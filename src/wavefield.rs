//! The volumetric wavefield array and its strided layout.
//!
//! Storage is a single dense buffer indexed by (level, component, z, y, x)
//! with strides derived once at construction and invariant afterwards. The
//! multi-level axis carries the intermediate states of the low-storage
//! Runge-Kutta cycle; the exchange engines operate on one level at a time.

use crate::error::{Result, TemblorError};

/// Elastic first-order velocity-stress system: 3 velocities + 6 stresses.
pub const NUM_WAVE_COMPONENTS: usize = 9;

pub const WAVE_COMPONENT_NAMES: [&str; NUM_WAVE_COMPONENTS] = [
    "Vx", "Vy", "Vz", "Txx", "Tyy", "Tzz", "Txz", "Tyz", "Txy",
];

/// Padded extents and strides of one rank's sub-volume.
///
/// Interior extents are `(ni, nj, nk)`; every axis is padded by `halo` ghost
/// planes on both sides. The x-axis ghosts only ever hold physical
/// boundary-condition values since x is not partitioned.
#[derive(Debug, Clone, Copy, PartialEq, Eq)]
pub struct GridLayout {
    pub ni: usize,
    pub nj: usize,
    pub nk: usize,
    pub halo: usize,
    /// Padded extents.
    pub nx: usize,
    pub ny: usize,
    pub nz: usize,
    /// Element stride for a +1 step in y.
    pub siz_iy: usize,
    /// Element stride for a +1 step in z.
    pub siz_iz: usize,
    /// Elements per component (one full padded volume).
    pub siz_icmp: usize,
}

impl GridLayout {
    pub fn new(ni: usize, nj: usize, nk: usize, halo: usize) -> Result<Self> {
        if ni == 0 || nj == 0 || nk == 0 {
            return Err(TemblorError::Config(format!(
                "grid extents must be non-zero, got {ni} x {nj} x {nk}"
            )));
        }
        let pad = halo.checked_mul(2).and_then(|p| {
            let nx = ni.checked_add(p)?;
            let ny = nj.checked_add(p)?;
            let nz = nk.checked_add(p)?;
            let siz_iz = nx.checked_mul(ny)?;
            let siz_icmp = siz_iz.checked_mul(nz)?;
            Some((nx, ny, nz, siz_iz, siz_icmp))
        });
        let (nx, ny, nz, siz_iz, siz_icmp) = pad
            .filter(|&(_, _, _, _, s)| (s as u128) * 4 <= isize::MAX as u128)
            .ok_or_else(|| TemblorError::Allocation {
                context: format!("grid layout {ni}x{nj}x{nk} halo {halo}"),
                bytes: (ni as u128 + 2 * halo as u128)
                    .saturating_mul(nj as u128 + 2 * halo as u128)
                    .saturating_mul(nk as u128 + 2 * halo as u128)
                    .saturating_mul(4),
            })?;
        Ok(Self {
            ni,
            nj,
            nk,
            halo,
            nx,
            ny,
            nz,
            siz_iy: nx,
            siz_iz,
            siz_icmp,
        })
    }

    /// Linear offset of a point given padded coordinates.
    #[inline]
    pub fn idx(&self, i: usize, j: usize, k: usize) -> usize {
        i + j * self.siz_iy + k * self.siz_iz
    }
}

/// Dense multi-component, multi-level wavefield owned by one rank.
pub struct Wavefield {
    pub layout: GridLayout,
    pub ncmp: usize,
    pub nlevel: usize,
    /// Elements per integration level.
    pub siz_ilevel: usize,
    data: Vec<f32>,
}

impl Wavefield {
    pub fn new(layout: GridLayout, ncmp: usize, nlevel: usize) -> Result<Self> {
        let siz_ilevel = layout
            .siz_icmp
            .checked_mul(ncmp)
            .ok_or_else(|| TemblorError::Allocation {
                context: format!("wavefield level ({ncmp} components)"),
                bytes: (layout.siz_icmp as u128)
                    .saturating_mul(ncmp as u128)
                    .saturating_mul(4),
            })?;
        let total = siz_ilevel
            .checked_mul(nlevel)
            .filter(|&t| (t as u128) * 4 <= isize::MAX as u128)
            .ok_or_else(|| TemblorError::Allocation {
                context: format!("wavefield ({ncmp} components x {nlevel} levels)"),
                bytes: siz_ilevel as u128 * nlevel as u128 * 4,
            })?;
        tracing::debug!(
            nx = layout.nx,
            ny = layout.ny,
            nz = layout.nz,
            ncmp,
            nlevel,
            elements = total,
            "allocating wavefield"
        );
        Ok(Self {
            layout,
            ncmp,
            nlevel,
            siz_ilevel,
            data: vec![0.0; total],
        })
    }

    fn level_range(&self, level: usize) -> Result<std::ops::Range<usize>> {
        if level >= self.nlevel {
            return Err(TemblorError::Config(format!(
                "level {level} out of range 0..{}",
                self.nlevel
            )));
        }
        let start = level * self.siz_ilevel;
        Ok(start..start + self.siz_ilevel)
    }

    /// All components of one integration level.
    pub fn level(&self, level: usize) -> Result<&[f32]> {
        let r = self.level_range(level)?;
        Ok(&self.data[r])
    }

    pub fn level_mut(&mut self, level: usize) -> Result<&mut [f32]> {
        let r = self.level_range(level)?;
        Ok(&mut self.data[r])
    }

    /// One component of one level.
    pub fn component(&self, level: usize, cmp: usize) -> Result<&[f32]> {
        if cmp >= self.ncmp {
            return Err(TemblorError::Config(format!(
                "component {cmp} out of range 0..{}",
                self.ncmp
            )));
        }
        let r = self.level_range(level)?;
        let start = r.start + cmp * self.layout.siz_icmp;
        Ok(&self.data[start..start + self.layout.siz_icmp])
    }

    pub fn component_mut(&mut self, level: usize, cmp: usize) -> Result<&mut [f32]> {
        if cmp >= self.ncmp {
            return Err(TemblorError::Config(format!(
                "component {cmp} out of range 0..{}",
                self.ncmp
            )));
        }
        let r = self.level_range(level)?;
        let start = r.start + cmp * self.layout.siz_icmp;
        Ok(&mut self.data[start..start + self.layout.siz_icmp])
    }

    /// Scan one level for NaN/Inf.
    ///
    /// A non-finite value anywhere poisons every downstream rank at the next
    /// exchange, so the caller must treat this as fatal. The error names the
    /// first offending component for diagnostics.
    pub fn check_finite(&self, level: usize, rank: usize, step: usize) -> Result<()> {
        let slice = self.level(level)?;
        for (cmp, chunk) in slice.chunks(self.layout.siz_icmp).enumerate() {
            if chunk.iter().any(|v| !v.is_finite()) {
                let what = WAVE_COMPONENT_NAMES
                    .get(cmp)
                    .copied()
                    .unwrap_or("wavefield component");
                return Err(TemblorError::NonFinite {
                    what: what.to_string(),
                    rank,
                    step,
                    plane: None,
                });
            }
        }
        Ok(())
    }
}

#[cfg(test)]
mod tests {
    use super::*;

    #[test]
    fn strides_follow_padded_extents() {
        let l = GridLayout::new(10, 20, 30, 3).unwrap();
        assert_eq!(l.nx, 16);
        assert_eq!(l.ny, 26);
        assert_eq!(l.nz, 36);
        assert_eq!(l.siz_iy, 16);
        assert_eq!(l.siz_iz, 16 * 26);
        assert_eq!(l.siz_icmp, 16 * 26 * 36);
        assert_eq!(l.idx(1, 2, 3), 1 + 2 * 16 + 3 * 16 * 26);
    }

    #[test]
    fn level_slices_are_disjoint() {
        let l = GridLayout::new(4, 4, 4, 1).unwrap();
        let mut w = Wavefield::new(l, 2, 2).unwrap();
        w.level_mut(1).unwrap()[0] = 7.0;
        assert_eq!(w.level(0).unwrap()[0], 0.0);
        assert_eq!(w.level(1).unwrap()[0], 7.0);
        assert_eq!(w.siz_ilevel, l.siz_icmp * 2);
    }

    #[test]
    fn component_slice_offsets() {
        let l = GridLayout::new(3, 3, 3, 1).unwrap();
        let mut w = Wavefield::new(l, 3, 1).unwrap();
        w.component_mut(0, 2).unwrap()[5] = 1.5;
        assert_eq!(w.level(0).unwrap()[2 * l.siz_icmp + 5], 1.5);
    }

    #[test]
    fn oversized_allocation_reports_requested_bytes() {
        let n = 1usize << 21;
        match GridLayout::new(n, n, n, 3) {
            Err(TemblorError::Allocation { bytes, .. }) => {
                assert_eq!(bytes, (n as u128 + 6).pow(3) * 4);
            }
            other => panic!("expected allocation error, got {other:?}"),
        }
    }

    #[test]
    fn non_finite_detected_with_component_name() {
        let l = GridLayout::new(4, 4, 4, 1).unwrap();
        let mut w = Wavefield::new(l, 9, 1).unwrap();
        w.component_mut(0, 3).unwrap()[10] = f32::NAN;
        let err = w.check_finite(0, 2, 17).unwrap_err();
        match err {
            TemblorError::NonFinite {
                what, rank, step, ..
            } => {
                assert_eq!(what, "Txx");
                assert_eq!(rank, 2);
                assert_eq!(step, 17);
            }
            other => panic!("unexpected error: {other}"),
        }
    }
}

■ REQUIRED WORK: Pull every line containing the word "match" out of the material.

■ RESPONSE AREA:
        match GridLayout::new(n, n, n, 3) {
        match err {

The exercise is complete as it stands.